Je veux redire, je le dis si souvent et pour la nième fois, qu’il faut absolument laisser faire le Système. Comme l’écrit Jonathan Cooke cité par Caitline Johnstone : « Nos dirigeants sont terrifiés. Pas par le virus, mais par nous », – et Dieu sait si nous n’avons pas tenté grand’chose pour les tortionner, les tourmenter et les persécuter, eux et aucun autre, votant pour eux, les acclamant, les écoutant et prenant leurs conseils pour du comptant, et tant de choses dans ce sens ; et voilà qu’ils sont terrifiés ! Laissez-les se terrifier eux-mêmes de nous, c’est excellent pour la circulation et la confusion, et continuez à exister dans toute la grandeur de la dissidence accomplie comme un acte de la nature même du monde. Il faut être léger, bondissant, adaptable, sauter d’un sujet à l’autre, parler du Système avec mépris, ne pas chercher à comprendre la vastitude de ses vilenies et de leurs innombrables machinations mais trouver ici et là cette vérité de leur ridicule et de leur pathétisme dont le commentaire lumineux angoissera soudain, terrifiera un peu plus ces zombieSystème qui pilotent cette usine à gaz selon les consignes.
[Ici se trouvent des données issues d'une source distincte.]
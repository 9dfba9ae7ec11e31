//! Discovery of DRM render nodes.

use std::fs;
use std::io;
use std::path::{Path, PathBuf};

/// Directory the kernel exposes DRM nodes under.
pub const DRI_DIR: &str = "/dev/dri";

const RENDER_PREFIX: &str = "renderD";

/// Lists the render nodes under [`DRI_DIR`], ordered by minor number.
pub fn render_nodes() -> io::Result<Vec<PathBuf>> {
    render_nodes_in(DRI_DIR)
}

/// Lists `renderD<minor>` entries of `dir`, ordered by minor number.
///
/// Primary (`card*`) and control nodes are skipped: they need DRM master
/// or root, which a headless compute context never does.
pub fn render_nodes_in(dir: impl AsRef<Path>) -> io::Result<Vec<PathBuf>> {
    let mut nodes: Vec<(u32, PathBuf)> = fs::read_dir(dir)?
        .filter_map(|entry| entry.ok())
        .filter_map(|entry| {
            let name = entry.file_name();
            let minor = name.to_str()?.strip_prefix(RENDER_PREFIX)?.parse::<u32>().ok()?;
            Some((minor, entry.path()))
        })
        .collect();
    nodes.sort_by_key(|(minor, _)| *minor);
    Ok(nodes.into_iter().map(|(_, path)| path).collect())
}
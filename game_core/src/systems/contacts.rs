use hecs::{Entity, World};

use crate::components::{Bullet, Invader, Ship, Side};
use crate::config::Config;
use crate::resources::{ContactQueue, Events, Score, Sound};

/// Gameplay meaning of an entity in a contact pairing
#[derive(Debug, Clone, Copy, PartialEq, Eq)]
enum Category {
    Ship,
    Invader,
    ShipBullet,
    InvaderBullet,
}

fn category(world: &World, entity: Entity) -> Option<Category> {
    if world.get::<&Ship>(entity).is_ok() {
        return Some(Category::Ship);
    }
    if world.get::<&Invader>(entity).is_ok() {
        return Some(Category::Invader);
    }
    if let Ok(bullet) = world.get::<&Bullet>(entity) {
        return Some(match bullet.from {
            Side::Ship => Category::ShipBullet,
            Side::Invader => Category::InvaderBullet,
        });
    }
    None
}

/// Drain the contact queue and apply every queued event exactly once.
///
/// Events naming an entity already removed earlier in the same drain are
/// skipped silently: one entity may legitimately appear in several queued
/// contacts within a single frame. Pairings with no gameplay meaning
/// (e.g. boundary volumes) are discarded.
pub fn resolve_contacts(
    world: &mut World,
    contacts: &mut ContactQueue,
    config: &Config,
    score: &mut Score,
    events: &mut Events,
) {
    for (a, b) in contacts.drain() {
        if !world.contains(a) || !world.contains(b) {
            continue;
        }

        let (Some(cat_a), Some(cat_b)) = (category(world, a), category(world, b)) else {
            continue;
        };

        match (cat_a, cat_b) {
            (Category::Ship, Category::InvaderBullet) => {
                ship_hit(world, a, b, config, events);
            }
            (Category::InvaderBullet, Category::Ship) => {
                ship_hit(world, b, a, config, events);
            }
            (Category::Invader, Category::ShipBullet) => {
                invader_down(world, a, b, config, score, events);
            }
            (Category::ShipBullet, Category::Invader) => {
                invader_down(world, b, a, config, score, events);
            }
            _ => {
                log::debug!("ignoring contact between {:?} and {:?}", cat_a, cat_b);
            }
        }
    }
}

/// An invader bullet struck the ship: damage the ship and consume the
/// bullet. The ship itself is removed only when its health reaches zero.
fn ship_hit(world: &mut World, ship: Entity, bullet: Entity, config: &Config, events: &mut Events) {
    let destroyed = {
        let Ok(mut ship) = world.get::<&mut Ship>(ship) else {
            return;
        };
        ship.hit(config.bullet_hit_fraction);
        ship.is_destroyed()
    };

    let _ = world.despawn(bullet);
    events.sounds.push(Sound::ShipHit);

    if destroyed {
        let _ = world.despawn(ship);
        log::info!("ship destroyed");
    }
}

/// A ship bullet struck an invader: remove both and award points.
fn invader_down(
    world: &mut World,
    invader: Entity,
    bullet: Entity,
    config: &Config,
    score: &mut Score,
    events: &mut Events,
) {
    let _ = world.despawn(invader);
    let _ = world.despawn(bullet);
    score.award(config.score_per_invader);
    events.sounds.push(Sound::InvaderDown);
}
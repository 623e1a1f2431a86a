use game_core::*;
use glam::Vec2;
use hecs::World;

struct Sim {
    world: World,
    time: Time,
    config: Config,
    formation: Formation,
    score: Score,
    contacts: ContactQueue,
    inputs: InputQueue,
    events: Events,
    status: GameStatus,
    rng: GameRng,
}

impl Sim {
    fn new(dt: f32) -> Self {
        Self {
            world: World::new(),
            time: Time::new(dt, 0.0),
            config: Config::new(),
            formation: Formation::default(),
            score: Score::new(),
            contacts: ContactQueue::new(),
            inputs: InputQueue::new(),
            events: Events::new(),
            status: GameStatus::new(),
            rng: GameRng::new(12345),
        }
    }

    fn step(&mut self) {
        step(
            &mut self.world,
            &mut self.time,
            &self.config,
            &mut self.formation,
            &mut self.score,
            &mut self.contacts,
            &mut self.inputs,
            &mut self.events,
            &mut self.status,
            &mut self.rng,
        );
    }

    fn ship_bullets(&self) -> usize {
        self.world
            .query::<&Bullet>()
            .iter()
            .filter(|(_e, b)| b.from == Side::Ship)
            .count()
    }

    fn invaders(&self) -> usize {
        self.world.query::<&Invader>().iter().count()
    }
}

#[test]
fn test_taps_produce_bullets_that_expire_in_flight() {
    let mut sim = Sim::new(0.25);
    create_ship(&mut sim.world, &sim.config);
    create_invader(&mut sim.world, Vec2::new(160.0, 300.0), &sim.config);

    sim.inputs.push_tap();
    sim.inputs.push_tap();
    sim.inputs.push_tap();
    sim.step();

    assert_eq!(sim.ship_bullets(), 3, "One bullet per tap");
    assert_eq!(sim.inputs.pending_taps(), 0, "Tap queue drained by the frame");

    // Ship bullets fly for 1.0s; at dt = 0.25 they expire on the 4th frame
    for _ in 0..3 {
        sim.step();
    }
    assert_eq!(sim.ship_bullets(), 0, "Bullets expired at their destination");
}

#[test]
fn test_contact_damages_ship_through_step() {
    let mut sim = Sim::new(0.016);
    let ship = create_ship(&mut sim.world, &sim.config);
    create_invader(&mut sim.world, Vec2::new(160.0, 300.0), &sim.config);
    let bullet = create_bullet(
        &mut sim.world,
        Side::Invader,
        Vec2::new(160.0, 40.0),
        Vec2::new(160.0, -12.0),
        sim.config.invader_bullet_flight_secs,
        &sim.config,
    );

    sim.contacts.push(ship, bullet);
    sim.step();

    let health = sim.world.get::<&Ship>(ship).unwrap().health;
    assert!((health - 0.666).abs() < 1e-6);
    assert!(!sim.world.contains(bullet));
    assert!(!sim.status.is_over());
}

#[test]
fn test_fatal_contact_silences_same_frame_taps() {
    let mut sim = Sim::new(0.016);
    let ship = create_ship(&mut sim.world, &sim.config);
    sim.world.get::<&mut Ship>(ship).unwrap().health = 0.2;
    create_invader(&mut sim.world, Vec2::new(160.0, 300.0), &sim.config);
    let bullet = create_bullet(
        &mut sim.world,
        Side::Invader,
        Vec2::new(160.0, 40.0),
        Vec2::new(160.0, -12.0),
        sim.config.invader_bullet_flight_secs,
        &sim.config,
    );

    // Contacts resolve before firing: the destroyed ship cannot shoot back
    sim.contacts.push(ship, bullet);
    sim.inputs.push_tap();
    sim.inputs.push_tap();
    sim.step();

    assert!(!sim.world.contains(ship), "Lethal hit removes the ship");
    assert_eq!(sim.ship_bullets(), 0, "Dead ship fires nothing");

    // The terminal state is observed at the top of the next frame
    sim.step();
    assert!(sim.status.is_over());
    assert!(sim.events.game_over);
}

#[test]
fn test_cleared_wave_ends_game_exactly_once() {
    let mut sim = Sim::new(0.016);
    create_ship(&mut sim.world, &sim.config);

    sim.step();
    assert!(sim.status.is_over());
    assert!(sim.events.game_over, "Terminal scene signalled");

    sim.inputs.push_tap();
    sim.step();
    assert!(!sim.events.game_over, "Signal fires exactly once");
    assert_eq!(sim.ship_bullets(), 0, "No gameplay after the end");
}

#[test]
fn test_formation_marches_pivots_and_speeds_up() {
    let mut sim = Sim::new(0.5);
    create_ship(&mut sim.world, &sim.config);
    spawn_wave(&mut sim.world, &sim.config);

    let start_min_y = sim
        .world
        .query::<(&Invader, &Body)>()
        .iter()
        .map(|(_e, (_i, b))| b.pos.y)
        .fold(f32::INFINITY, f32::min);

    // 6 seconds is enough to reach the right wall, descend, and turn
    for _ in 0..12 {
        sim.step();
    }

    let min_y = sim
        .world
        .query::<(&Invader, &Body)>()
        .iter()
        .map(|(_e, (_i, b))| b.pos.y)
        .fold(f32::INFINITY, f32::min);

    assert!(min_y < start_min_y, "Formation descended at the wall");
    assert!(
        sim.formation.step_seconds < sim.config.step_seconds_initial,
        "Cadence ramped on pivot exit"
    );
    assert_eq!(sim.formation.heading, Heading::Left);
    assert!(!sim.status.is_over());
}

#[test]
fn test_score_accumulates_in_fixed_awards() {
    let mut sim = Sim::new(0.016);
    create_ship(&mut sim.world, &sim.config);
    let a = create_invader(&mut sim.world, Vec2::new(100.0, 300.0), &sim.config);
    let b = create_invader(&mut sim.world, Vec2::new(140.0, 300.0), &sim.config);
    create_invader(&mut sim.world, Vec2::new(180.0, 300.0), &sim.config);

    let hit = |sim: &mut Sim, invader| {
        let bullet = create_bullet(
            &mut sim.world,
            Side::Ship,
            Vec2::new(100.0, 200.0),
            Vec2::new(100.0, 500.0),
            sim.config.ship_bullet_flight_secs,
            &sim.config,
        );
        sim.contacts.push(invader, bullet);
    };

    hit(&mut sim, a);
    sim.step();
    assert_eq!(sim.score.points, 100);

    hit(&mut sim, b);
    sim.step();
    assert_eq!(sim.score.points, 200, "Score only grows, 100 at a time");
    assert_eq!(sim.invaders(), 1);
}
Il faut être bien attentif à leurs faux-pas et à leur benêterie, cela en les observant de Sirius, comme le recommande l’inconnaissance qui s’y est réfugiée (sur Sirius), et choisir ici, et insister là, pour se saisir du mot, de la remarque, de l’hypothèse qui les terrifie toujours plus et les ridiculise. On fait des bêtises lorsqu’on est terrifié et ridicule, ils nous le montrent et le démontrent depuis des décennies.

Arrêtez d’essayer de trop bien comprendre leurs soi-disant manigances et de vous faire délicieusement peur, alors qu’ils sont si parfaitement terrifiés et ridicules.